Specializes in A and E, Medicine, Surgery.

The biggest piece of advice I would offer is to keep an eye on the bigger picture. You have your dream job, lots of experience and the chance of promotion in the future. With this in mind my temptation would be to manage and damage limit your ward manager rather than take on active challenge. She is new in post herself and appears to have lots to prove.

The first situation she caught you off guard but in the second you turned it around beautifully and came out of it demontrating professionalism and initiative.

Use the knowledge you have gathered and the many skills you possess. You know she is prepared to stab you in the back and always keep a watchful eye on this and don't allow yourself to be set up. I know if you continue to deal with situations calmly professionally and with the patients and departments best interest at heart then that will stand yourself in good stead for the future, and you will come out of it with your integrity and self worth intact.

I would say there is a line and if she starts behaviour that is bullying or threatening your professional development then you may have to re-consider but at the moment my advice would be to be very aware of what she is doing, you know what is going on and so does she, and do not make yourself vulnerable.

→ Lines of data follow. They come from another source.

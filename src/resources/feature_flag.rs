use serde::{Deserialize, Serialize};

use super::{lookup, parse_composite_id, require_id, Resource};
use crate::{
    reconcile::{default_off_targeting_patch, default_targeting_patch, variation_patch_batches},
    transcode::{custom_properties_to_wire, tags_to_wire, variations_to_wire},
    validation::{validate_flag_key, validate_key, validate_variation_value, validate_variations_kind},
    wire::{JsonFeatureFlag, PatchOperation},
    Provider, Result, ValidationError,
};

const MIN_VARIATIONS: usize = 2;

/// `launchdarkly_feature_flag`.
#[derive(Debug, Clone, PartialEq, Eq, Serialize, Deserialize)]
pub struct FeatureFlagState {
    /// Set once the remote entity exists.
    #[serde(default, skip_serializing_if = "Option::is_none")]
    pub id: Option<String>,
    /// Owning project.
    pub project_key: String,
    /// Display name.
    #[serde(default)]
    pub name: String,
    /// Flag key, unique within the project.
    pub key: String,
    /// Free-form description.
    #[serde(default)]
    pub description: String,
    /// Defaults to `true`.
    #[serde(default = "default_temporary")]
    pub temporary: bool,
    /// Expose the flag to client-side SDKs.
    #[serde(default)]
    pub include_in_snippet: bool,
    /// `boolean`, `number` or `string`. Changing it requires recreating the flag.
    #[serde(default = "default_variations_kind")]
    pub variations_kind: String,
    /// Ordered: targeting rules refer to variations by position.
    #[serde(default)]
    pub variations: Vec<Variation>,
    /// Compared as a set.
    #[serde(default)]
    pub tags: Vec<String>,
    /// Compared as a set of keyed properties.
    #[serde(default)]
    pub custom_properties: Vec<CustomProperty>,
    /// Variation served when targeting is on, per environment.
    #[serde(default)]
    pub default_targeting_rule: Vec<TargetingRule>,
    /// Variation served when targeting is off, per environment.
    #[serde(default)]
    pub default_off_targeting_rule: Vec<TargetingRule>,
}

fn default_temporary() -> bool {
    true
}

fn default_variations_kind() -> String {
    "boolean".to_owned()
}

impl Default for FeatureFlagState {
    fn default() -> Self {
        FeatureFlagState {
            id: None,
            project_key: String::new(),
            name: String::new(),
            key: String::new(),
            description: String::new(),
            temporary: default_temporary(),
            include_in_snippet: false,
            variations_kind: default_variations_kind(),
            variations: Vec::new(),
            tags: Vec::new(),
            custom_properties: Vec::new(),
            default_targeting_rule: Vec::new(),
            default_off_targeting_rule: Vec::new(),
        }
    }
}

/// One variation as declared by the host. `value` is typed by the flag's variations kind.
#[derive(Debug, Clone, Default, PartialEq, Eq, Serialize, Deserialize)]
pub struct Variation {
    /// Value literal, e.g. `true`, `42` or `blue`.
    pub value: String,
    /// Optional display name.
    #[serde(default)]
    pub name: String,
    /// Optional description.
    #[serde(default)]
    pub description: String,
}

/// A custom property attached to a flag.
#[derive(Debug, Clone, Default, PartialEq, Eq, Serialize, Deserialize)]
pub struct CustomProperty {
    /// Property key.
    pub key: String,
    /// Display name.
    pub name: String,
    /// Values. Order is not significant.
    pub value: Vec<String>,
}

/// Default variation served in `environment`, identified by its value.
#[derive(Debug, Clone, Default, PartialEq, Eq, Serialize, Deserialize)]
pub struct TargetingRule {
    /// Environment key.
    pub environment: String,
    /// Value of the variation to serve.
    pub value: String,
}

impl FeatureFlagState {
    /// Data source read: flag `key` of `project_key`, if it exists.
    pub fn lookup(provider: &Provider, project_key: &str, key: &str) -> Result<Option<FeatureFlagState>> {
        validate_key("project_key", project_key)?;
        validate_flag_key("key", key)?;
        lookup(
            FeatureFlagState {
                project_key: project_key.to_owned(),
                key: key.to_owned(),
                ..Default::default()
            },
            provider,
        )
    }

    /// Patch operations for both default targeting rule lists.
    fn targeting_patch(&self) -> Result<Vec<PatchOperation>> {
        let mut operations = default_targeting_patch(&self.default_targeting_rule, &self.variations)?;
        operations.extend(default_off_targeting_patch(
            &self.default_off_targeting_rule,
            &self.variations,
        )?);
        Ok(operations)
    }
}

impl Resource for FeatureFlagState {
    const TYPE_NAME: &'static str = "launchdarkly_feature_flag";

    fn id(&self) -> Option<&str> {
        self.id.as_deref()
    }

    fn validate(&self) -> Result<()> {
        validate_key("project_key", &self.project_key)?;
        validate_flag_key("key", &self.key)?;
        validate_variations_kind("variations_kind", &self.variations_kind)?;

        if !self.variations.is_empty() && self.variations.len() < MIN_VARIATIONS {
            return Err(ValidationError::TooFewItems {
                attribute: "variations".to_owned(),
                min: MIN_VARIATIONS,
                count: self.variations.len(),
            }
            .into());
        }
        for variation in &self.variations {
            validate_variation_value("variations.value", &variation.value)?;
        }
        for rule in self
            .default_targeting_rule
            .iter()
            .chain(&self.default_off_targeting_rule)
        {
            validate_key("environment", &rule.environment)?;
            validate_variation_value("value", &rule.value)?;
        }
        Ok(())
    }

    fn create(&mut self, provider: &Provider) -> Result<()> {
        self.validate()?;
        let payload = self.to_wire()?;
        let targeting = self.targeting_patch()?;
        let client = provider.client();
        let urls = provider.urls();

        let _: JsonFeatureFlag =
            client.post(&urls.flag_create(&self.project_key), &payload, &[201])?;
        self.id = Some(self.key.clone());

        if !targeting.is_empty() {
            client.patch(
                &urls.flag(&self.project_key, &self.key),
                &targeting,
                &[200],
                provider.flag_retries(),
            )?;
        }
        Ok(())
    }

    fn read(&mut self, provider: &Provider) -> Result<()> {
        let url = provider.urls().flag(&self.project_key, &self.key);
        match provider.client().get_optional::<JsonFeatureFlag>(&url)? {
            Some(remote) => self.apply_wire(remote),
            None => {
                log::warn!(target: "launchdarkly",
                           project:% = self.project_key,
                           flag:% = self.key;
                           "feature flag no longer exists");
                self.id = None;
            }
        }
        Ok(())
    }

    /// Reconcile variations first, one `PATCH` per batch, then replace every other mutable
    /// attribute and the default targeting rules in a final `PATCH`.
    ///
    /// A failure midway leaves the flag partially updated. Nothing is rolled back; running the
    /// update again converges from whatever state the flag was left in.
    ///
    /// Without declared variations the remote ones are left untouched.
    fn update(&mut self, provider: &Provider) -> Result<()> {
        self.validate()?;
        let id = require_id(&self.id, Self::TYPE_NAME)?;
        let desired = variations_to_wire(self.kind()?, &self.variations)?;
        let targeting = self.targeting_patch()?;
        let client = provider.client();
        let url = provider.urls().flag(&self.project_key, id);

        if !desired.is_empty() {
            let remote: JsonFeatureFlag = client.get(&url)?;
            for batch in variation_patch_batches(&desired, remote.variations.len())? {
                client.patch(&url, &batch, &[200], provider.flag_retries())?;
            }
        }

        let mut operations = vec![
            PatchOperation::replace("/name", self.name.clone()),
            PatchOperation::replace("/description", self.description.clone()),
            PatchOperation::replace("/temporary", self.temporary),
            PatchOperation::replace("/includeInSnippet", self.include_in_snippet),
            PatchOperation::replace("/tags", tags_to_wire(&self.tags)),
            PatchOperation::replace(
                "/customProperties",
                serde_json::to_value(custom_properties_to_wire(&self.custom_properties))?,
            ),
        ];
        operations.extend(targeting);
        client.patch(&url, &operations, &[200], provider.flag_retries())?;
        Ok(())
    }

    fn delete(&mut self, provider: &Provider) -> Result<()> {
        let id = require_id(&self.id, Self::TYPE_NAME)?;
        provider
            .client()
            .delete(&provider.urls().flag(&self.project_key, id), &[204, 404])?;
        self.id = None;
        Ok(())
    }

    /// Flags are imported as `<project_key>:<flag_key>`.
    fn import(id: &str, provider: &Provider) -> Result<Self> {
        let (project_key, key) = parse_composite_id(id)?;
        let mut state = FeatureFlagState {
            id: Some(key.to_owned()),
            project_key: project_key.to_owned(),
            key: key.to_owned(),
            ..Default::default()
        };
        state.read(provider)?;
        Ok(state)
    }
}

She is just one person and sometimes the energy used to take someone like her on in direct challenge is not worth the outcome particularly when you have lots of positives in your role.

Good luck with "operation ward manager" and every credit to you as I don't think many people could have turned the second situation around as beautifully as you did. I can guarantee people left thinking positive things about you, and her day will come.

Specializes in Cardiology (ITU), Acute Renal/Dialysis.

Thank you so much for your constructive & really helpful advice. I agree with you and I will keep a watchful eye on whats going on. I work with some very clever people, unfortunatly that is not matched by their intelligence & awareness.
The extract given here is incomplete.